* **What is expected**:
Starting at the first line of the data below, repeat each line word for word up to and including the line with "bounds, and the".
------------
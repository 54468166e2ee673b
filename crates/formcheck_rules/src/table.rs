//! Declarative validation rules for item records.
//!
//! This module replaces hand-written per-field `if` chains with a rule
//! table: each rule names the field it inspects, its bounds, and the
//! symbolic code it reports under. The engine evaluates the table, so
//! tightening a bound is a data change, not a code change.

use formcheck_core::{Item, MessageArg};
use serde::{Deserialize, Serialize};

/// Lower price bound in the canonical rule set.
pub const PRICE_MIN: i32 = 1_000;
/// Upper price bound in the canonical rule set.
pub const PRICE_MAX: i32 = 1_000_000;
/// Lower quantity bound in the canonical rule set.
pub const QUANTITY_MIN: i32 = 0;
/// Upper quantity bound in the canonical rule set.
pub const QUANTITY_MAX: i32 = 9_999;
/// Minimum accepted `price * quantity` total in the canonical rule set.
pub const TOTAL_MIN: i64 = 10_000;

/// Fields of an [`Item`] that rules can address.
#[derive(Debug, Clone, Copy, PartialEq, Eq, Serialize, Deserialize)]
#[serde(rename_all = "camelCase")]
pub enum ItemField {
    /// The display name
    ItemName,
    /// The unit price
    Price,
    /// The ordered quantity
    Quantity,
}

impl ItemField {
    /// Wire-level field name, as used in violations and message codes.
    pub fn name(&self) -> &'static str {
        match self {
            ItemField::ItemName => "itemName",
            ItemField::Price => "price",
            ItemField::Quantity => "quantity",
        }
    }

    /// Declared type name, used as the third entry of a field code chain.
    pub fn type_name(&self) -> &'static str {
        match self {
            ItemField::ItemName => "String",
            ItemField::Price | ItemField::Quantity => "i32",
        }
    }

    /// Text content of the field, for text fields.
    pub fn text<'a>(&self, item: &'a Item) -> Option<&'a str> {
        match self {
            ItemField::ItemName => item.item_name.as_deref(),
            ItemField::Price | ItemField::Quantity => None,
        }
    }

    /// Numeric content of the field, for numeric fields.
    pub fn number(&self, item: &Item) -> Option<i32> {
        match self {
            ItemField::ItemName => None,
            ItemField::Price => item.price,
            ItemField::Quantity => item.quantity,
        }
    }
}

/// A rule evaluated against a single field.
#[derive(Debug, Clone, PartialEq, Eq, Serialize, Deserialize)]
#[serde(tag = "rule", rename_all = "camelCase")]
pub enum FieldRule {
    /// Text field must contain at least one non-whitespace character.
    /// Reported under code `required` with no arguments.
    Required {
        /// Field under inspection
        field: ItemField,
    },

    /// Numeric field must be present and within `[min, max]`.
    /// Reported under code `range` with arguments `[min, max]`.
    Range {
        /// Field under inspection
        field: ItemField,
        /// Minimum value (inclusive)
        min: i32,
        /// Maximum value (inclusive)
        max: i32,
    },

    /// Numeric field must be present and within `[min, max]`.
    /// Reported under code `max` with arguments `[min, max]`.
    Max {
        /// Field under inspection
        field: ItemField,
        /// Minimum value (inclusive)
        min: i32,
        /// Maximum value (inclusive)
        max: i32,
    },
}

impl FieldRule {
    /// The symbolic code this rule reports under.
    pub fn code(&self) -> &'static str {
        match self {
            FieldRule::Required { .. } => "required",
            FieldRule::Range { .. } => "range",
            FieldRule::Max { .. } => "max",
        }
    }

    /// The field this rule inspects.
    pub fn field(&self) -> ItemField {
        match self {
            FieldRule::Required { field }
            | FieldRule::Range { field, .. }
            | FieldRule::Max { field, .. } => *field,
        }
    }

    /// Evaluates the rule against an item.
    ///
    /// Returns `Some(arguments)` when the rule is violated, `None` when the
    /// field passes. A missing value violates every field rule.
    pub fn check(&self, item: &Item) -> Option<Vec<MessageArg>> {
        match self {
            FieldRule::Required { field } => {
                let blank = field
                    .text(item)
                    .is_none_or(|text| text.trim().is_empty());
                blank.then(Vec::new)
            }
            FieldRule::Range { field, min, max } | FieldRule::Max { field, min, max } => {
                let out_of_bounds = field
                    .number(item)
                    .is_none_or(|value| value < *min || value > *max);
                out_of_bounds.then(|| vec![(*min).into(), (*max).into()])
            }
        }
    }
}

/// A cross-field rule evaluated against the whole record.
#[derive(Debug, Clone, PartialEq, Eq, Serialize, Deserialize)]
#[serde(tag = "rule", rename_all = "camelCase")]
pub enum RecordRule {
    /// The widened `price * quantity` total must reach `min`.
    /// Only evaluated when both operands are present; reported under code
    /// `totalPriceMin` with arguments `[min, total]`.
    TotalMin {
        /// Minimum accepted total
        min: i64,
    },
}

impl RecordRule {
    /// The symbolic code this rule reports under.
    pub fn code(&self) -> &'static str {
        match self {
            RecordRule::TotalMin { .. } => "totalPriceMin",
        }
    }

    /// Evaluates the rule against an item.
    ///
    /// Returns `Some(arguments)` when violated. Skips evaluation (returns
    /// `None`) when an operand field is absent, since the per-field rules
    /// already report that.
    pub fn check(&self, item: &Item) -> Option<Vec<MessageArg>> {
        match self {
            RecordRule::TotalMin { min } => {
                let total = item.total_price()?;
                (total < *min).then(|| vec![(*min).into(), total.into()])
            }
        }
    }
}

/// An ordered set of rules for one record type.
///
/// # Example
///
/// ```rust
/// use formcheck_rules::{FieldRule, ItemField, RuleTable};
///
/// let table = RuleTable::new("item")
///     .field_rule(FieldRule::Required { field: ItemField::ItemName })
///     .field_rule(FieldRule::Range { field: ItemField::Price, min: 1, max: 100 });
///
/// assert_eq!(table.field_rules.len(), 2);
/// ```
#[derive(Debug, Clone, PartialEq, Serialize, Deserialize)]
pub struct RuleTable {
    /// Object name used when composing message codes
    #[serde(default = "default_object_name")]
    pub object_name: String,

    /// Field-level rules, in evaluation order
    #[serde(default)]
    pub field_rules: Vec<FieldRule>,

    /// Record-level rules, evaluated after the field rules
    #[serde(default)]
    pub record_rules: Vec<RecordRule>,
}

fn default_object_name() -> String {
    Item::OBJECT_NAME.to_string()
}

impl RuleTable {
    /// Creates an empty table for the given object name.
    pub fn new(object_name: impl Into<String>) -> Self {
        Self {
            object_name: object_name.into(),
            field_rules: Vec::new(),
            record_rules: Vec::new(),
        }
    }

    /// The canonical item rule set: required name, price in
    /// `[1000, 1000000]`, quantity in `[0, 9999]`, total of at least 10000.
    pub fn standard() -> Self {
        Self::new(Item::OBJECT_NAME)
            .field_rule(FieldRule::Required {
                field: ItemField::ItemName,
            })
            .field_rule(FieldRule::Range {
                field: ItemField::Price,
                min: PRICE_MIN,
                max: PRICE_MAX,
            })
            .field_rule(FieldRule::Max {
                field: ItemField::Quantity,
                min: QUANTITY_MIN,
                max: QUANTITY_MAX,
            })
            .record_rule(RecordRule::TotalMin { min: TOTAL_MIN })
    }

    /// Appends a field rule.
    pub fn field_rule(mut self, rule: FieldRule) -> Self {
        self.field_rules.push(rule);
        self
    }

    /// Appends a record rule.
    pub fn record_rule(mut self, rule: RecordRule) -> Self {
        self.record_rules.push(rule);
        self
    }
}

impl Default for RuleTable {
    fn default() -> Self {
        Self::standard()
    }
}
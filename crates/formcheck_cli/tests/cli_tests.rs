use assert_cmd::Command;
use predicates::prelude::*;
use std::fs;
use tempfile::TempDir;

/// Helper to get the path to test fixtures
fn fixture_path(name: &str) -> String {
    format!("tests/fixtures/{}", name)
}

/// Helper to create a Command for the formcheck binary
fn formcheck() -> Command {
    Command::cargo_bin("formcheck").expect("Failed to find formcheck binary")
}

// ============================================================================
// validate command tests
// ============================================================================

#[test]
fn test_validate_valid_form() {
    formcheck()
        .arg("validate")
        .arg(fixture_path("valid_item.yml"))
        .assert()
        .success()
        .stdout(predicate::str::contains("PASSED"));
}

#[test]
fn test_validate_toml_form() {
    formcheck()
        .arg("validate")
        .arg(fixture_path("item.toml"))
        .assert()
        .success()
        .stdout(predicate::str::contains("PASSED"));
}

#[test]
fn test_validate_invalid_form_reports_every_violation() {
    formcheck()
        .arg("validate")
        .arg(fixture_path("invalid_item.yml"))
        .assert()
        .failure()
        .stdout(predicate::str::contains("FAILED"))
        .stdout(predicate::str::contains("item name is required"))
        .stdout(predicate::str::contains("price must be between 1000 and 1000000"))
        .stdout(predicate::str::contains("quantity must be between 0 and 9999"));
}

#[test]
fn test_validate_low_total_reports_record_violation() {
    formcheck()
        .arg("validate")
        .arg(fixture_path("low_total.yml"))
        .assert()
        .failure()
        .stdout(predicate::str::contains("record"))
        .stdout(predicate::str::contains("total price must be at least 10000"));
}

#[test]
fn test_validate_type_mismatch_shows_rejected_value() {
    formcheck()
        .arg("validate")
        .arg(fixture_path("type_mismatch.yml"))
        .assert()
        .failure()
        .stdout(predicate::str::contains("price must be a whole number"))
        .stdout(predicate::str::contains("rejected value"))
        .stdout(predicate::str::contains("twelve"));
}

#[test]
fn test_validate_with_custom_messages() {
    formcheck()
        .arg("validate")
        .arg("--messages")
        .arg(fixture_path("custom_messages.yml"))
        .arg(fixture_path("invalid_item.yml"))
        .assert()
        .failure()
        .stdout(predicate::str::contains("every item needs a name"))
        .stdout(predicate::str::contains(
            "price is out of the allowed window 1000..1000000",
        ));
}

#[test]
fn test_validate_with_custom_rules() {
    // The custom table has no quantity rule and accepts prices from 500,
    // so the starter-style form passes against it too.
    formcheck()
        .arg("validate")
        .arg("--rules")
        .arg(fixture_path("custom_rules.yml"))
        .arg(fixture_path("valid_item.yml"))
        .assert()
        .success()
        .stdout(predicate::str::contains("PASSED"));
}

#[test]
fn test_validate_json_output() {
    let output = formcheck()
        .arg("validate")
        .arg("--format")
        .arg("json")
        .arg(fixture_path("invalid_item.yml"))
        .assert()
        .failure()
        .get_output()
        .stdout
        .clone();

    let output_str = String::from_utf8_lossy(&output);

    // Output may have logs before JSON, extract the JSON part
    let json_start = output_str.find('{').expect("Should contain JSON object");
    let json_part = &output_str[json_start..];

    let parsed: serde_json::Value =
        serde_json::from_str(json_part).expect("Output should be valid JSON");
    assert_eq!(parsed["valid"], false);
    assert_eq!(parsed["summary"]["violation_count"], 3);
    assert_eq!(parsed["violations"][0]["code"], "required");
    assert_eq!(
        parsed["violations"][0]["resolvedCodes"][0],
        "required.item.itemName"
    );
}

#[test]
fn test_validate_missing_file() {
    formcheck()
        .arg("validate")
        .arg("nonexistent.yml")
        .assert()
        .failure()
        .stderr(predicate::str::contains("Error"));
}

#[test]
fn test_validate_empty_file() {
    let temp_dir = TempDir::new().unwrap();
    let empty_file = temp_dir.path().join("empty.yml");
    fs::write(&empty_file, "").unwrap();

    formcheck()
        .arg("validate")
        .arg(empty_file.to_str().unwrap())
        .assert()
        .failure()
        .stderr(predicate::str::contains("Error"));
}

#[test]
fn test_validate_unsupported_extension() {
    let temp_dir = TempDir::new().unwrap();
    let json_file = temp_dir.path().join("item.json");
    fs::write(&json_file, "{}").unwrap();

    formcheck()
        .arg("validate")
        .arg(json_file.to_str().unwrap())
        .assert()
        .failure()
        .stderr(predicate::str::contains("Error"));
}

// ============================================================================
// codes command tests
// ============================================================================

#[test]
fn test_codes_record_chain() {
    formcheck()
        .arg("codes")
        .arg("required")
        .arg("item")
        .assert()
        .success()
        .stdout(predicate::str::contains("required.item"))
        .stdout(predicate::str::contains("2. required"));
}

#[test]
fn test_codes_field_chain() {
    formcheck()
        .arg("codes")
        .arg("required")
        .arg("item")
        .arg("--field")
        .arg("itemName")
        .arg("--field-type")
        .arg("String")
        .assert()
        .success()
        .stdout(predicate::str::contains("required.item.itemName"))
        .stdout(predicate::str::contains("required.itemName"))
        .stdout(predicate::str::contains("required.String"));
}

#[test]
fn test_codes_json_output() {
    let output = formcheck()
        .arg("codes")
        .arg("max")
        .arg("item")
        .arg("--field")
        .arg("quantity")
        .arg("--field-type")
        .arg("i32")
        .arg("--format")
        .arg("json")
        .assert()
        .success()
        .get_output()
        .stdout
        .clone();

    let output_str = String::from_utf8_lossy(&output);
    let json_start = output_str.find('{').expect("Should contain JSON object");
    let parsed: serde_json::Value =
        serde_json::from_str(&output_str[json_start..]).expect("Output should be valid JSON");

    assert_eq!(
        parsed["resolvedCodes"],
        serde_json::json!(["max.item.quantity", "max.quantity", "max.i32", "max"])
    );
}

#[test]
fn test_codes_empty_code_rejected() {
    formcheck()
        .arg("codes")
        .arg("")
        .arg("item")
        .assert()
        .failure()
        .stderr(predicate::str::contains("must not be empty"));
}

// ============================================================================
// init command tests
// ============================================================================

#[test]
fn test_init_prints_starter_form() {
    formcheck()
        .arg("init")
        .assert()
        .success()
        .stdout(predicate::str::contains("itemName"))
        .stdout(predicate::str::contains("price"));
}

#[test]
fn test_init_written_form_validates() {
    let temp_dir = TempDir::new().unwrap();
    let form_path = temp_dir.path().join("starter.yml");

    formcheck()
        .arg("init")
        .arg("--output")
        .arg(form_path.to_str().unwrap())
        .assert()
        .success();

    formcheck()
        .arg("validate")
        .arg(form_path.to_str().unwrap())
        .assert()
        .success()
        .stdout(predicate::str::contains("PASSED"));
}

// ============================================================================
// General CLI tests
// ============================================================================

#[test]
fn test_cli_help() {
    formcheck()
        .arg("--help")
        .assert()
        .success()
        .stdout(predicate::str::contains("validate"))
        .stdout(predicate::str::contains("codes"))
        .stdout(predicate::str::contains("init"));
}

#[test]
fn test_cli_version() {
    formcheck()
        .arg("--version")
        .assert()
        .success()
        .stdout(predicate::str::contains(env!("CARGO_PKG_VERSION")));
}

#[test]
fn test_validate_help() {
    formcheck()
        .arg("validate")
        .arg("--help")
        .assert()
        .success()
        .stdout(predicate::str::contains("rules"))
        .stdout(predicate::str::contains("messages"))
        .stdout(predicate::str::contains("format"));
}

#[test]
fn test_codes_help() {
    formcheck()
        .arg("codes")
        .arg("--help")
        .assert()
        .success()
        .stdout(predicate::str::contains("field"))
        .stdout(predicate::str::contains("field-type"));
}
------------
* **Task response**:
repository 54468166e2ee673b
filename crates/formcheck_rules/src/table.rs
//! Declarative validation rules for item records.
//!
//! This module replaces hand-written per-field `if` chains with a rule
//! table: each rule names the field it inspects, its bounds, and the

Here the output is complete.